Single by Neon Jungle

from the album Welcome to the Jungle
- Released: 17 January 2014
- Recorded: 2013
- Genre: EDM; dance-pop;
- Length: 3:44
- Label: RCA
- Songwriters: Cassie Davis; Sean Ray;
- Producers: Baby; Snob Scrilla;

Neon Jungle singles chronology
| "Trouble" (2013) | "Braveheart" (2014) | "Welcome to the Jungle" (2014) |

= Braveheart (song) =

2014 single by Neon Jungle

"Braveheart" is a song recorded by British girl group Neon Jungle for their debut studio album, Welcome to the Jungle (2014). It was released by RCA Records as the album's second single on 17 January 2014. The track was written and produced by American rapper Snob Scrilla, with additional songwriting by Cassie Davis and additional production by Baby. "Braveheart" conceptualized accidentally when the group found its demo version on the song producers' laptop and insisted that they record the song. It is an uptempo EDM dance-pop song which comprises "euphoric" instrumentation, a "hammering" bass line, "hands-in-the-air" synths and "pulsing" beats. "Braveheart" contains uplifting lyrical themes and ideals of experiences in a night club.
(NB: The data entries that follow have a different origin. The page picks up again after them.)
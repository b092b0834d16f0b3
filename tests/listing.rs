// tests/listing.rs
//
// Directory listings through `get_file_info_stream` / `get_file_info_list`.

mod common;

use common::{options, setup_with};
use s3fs::{FileInfo, FileSelector, FileType, FsError, MemoryClient};
use tokio_stream::StreamExt;

fn tree() -> MemoryClient {
    let client = MemoryClient::new();
    client.add_object("bucket", "data/a.txt", "abc");
    client.add_object("bucket", "data/empty/", "");
    client.add_object("bucket", "data/sub/b.txt", "bb");
    client.add_object("bucket", "data/sub/deep/c.txt", "c");
    client.add_object("bucket", "other.txt", "o");
    client
}

fn sorted(mut infos: Vec<FileInfo>) -> Vec<(String, FileType)> {
    infos.sort_by(|a, b| a.path.cmp(&b.path));
    infos.into_iter().map(|i| (i.path, i.file_type)).collect()
}

fn entries(list: &[(&str, FileType)]) -> Vec<(String, FileType)> {
    list.iter().map(|(p, t)| (p.to_string(), *t)).collect()
}

use FileType::{Directory as D, File as F};

#[tokio::test]
async fn direct_children_only() {
    let t = setup_with(tree(), options()).await;
    let infos = t.fs.get_file_info_list(FileSelector::new("bucket/data")).await.unwrap();
    assert_eq!(
        sorted(infos),
        entries(&[("bucket/data/a.txt", F), ("bucket/data/empty", D), ("bucket/data/sub", D)])
    );
}

#[tokio::test]
async fn recursive_listing_reports_each_directory_once() {
    let t = setup_with(tree(), options()).await;
    let infos = t
        .fs
        .get_file_info_list(FileSelector::new("bucket/data").recursive(true))
        .await
        .unwrap();
    let file = infos.iter().find(|i| i.path == "bucket/data/a.txt").unwrap();
    assert_eq!(file.size, Some(3));
    assert!(file.mtime.is_some());
    assert_eq!(
        sorted(infos),
        entries(&[
            ("bucket/data/a.txt", F),
            ("bucket/data/empty", D),
            ("bucket/data/sub", D),
            ("bucket/data/sub/b.txt", F),
            ("bucket/data/sub/deep", D),
            ("bucket/data/sub/deep/c.txt", F),
        ])
    );
}

#[tokio::test]
async fn max_recursion_limits_depth() {
    let t = setup_with(tree(), options()).await;

    let one = FileSelector::new("bucket/data").recursive(true).max_recursion(1);
    assert_eq!(
        sorted(t.fs.get_file_info_list(one).await.unwrap()),
        entries(&[
            ("bucket/data/a.txt", F),
            ("bucket/data/empty", D),
            ("bucket/data/sub", D),
            ("bucket/data/sub/b.txt", F),
            ("bucket/data/sub/deep", D),
        ])
    );

    let zero = FileSelector::new("bucket/data").recursive(true).max_recursion(0);
    assert_eq!(
        sorted(t.fs.get_file_info_list(zero).await.unwrap()),
        entries(&[("bucket/data/a.txt", F), ("bucket/data/empty", D), ("bucket/data/sub", D)])
    );
}

#[tokio::test]
async fn pagination_is_transparent() {
    let mut opts = options();
    opts.list_max_keys = 2;
    let t = setup_with(tree(), opts).await;

    let mut stream = t.fs.get_file_info_stream(FileSelector::new("bucket/data").recursive(true));
    let mut batches = 0;
    let mut all = Vec::new();
    while let Some(batch) = stream.next().await {
        batches += 1;
        all.extend(batch.unwrap());
    }
    assert_eq!(batches, 2);
    assert_eq!(t.client.calls("ListObjectsV2"), 2);
    assert_eq!(all.len(), 6);
}

#[tokio::test]
async fn missing_directory() {
    let t = setup_with(tree(), options()).await;

    let err = t.fs.get_file_info_list(FileSelector::new("bucket/nope")).await.unwrap_err();
    assert!(matches!(err, FsError::NotFound(ref p) if p == "bucket/nope"), "{err}");

    let infos = t
        .fs
        .get_file_info_list(FileSelector::new("bucket/nope").allow_not_found(true))
        .await
        .unwrap();
    assert!(infos.is_empty());

    let infos = t
        .fs
        .get_file_info_list(FileSelector::new("nobucket").recursive(true).allow_not_found(true))
        .await
        .unwrap();
    assert!(infos.is_empty());
    assert!(t.fs.get_file_info_list(FileSelector::new("nobucket")).await.is_err());
}

#[tokio::test]
async fn empty_directory_marker_lists_as_empty() {
    let t = setup_with(tree(), options()).await;
    let infos = t.fs.get_file_info_list(FileSelector::new("bucket/data/empty")).await.unwrap();
    assert!(infos.is_empty());
}

#[tokio::test]
async fn whole_store_listing() {
    let client = MemoryClient::new();
    client.add_object("alpha", "x/y", "1");
    client.add_bucket("beta");
    let t = setup_with(client, options()).await;

    let top = t.fs.get_file_info_list(FileSelector::new("")).await.unwrap();
    assert_eq!(sorted(top), entries(&[("alpha", D), ("beta", D)]));

    let shallow = FileSelector::new("").recursive(true).max_recursion(0);
    assert_eq!(t.fs.get_file_info_list(shallow).await.unwrap().len(), 2);

    let all = t.fs.get_file_info_list(FileSelector::new("").recursive(true)).await.unwrap();
    assert_eq!(
        sorted(all),
        entries(&[("alpha", D), ("alpha/x", D), ("alpha/x/y", F), ("beta", D)])
    );
}

#[tokio::test]
async fn cancelled_listing_fails() {
    let t = setup_with(tree(), options()).await;
    t.fs.cancel();
    let err = t.fs.get_file_info_list(FileSelector::new("bucket/data")).await.unwrap_err();
    assert!(matches!(err, FsError::Cancelled), "{err}");
    assert!(matches!(t.fs.get_file_info("bucket/data").await, Err(FsError::Cancelled)));
}

#[tokio::test]
async fn dropping_the_stream_early_is_harmless() {
    let mut opts = options();
    opts.list_max_keys = 1;
    let t = setup_with(tree(), opts).await;

    let mut stream = t.fs.get_file_info_stream(FileSelector::new("bucket").recursive(true));
    let first = stream.next().await.unwrap().unwrap();
    assert!(!first.is_empty());
    drop(stream);

    // The filesystem keeps working.
    assert!(t.fs.get_file_info("bucket/other.txt").await.unwrap().is_file());
}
The song was met with generally favourable reviews from contemporary music critics who praised its production as well as the group's vocal performance. Some honed "Braveheart" as the best single released by a girl group in 2014, while others were divided in opinion over the song's rap section. The song is Neon Jungle's most successful single to-date. It bowed at number four on the UK Singles Chart and was certified silver by the British Phonographic Industry (BPI) for sales of 200,000 units. "Braveheart" peaked at number two in Scotland, and also became the group's first charting single in Ireland and Australia where it peaked within the top 20 in both countries.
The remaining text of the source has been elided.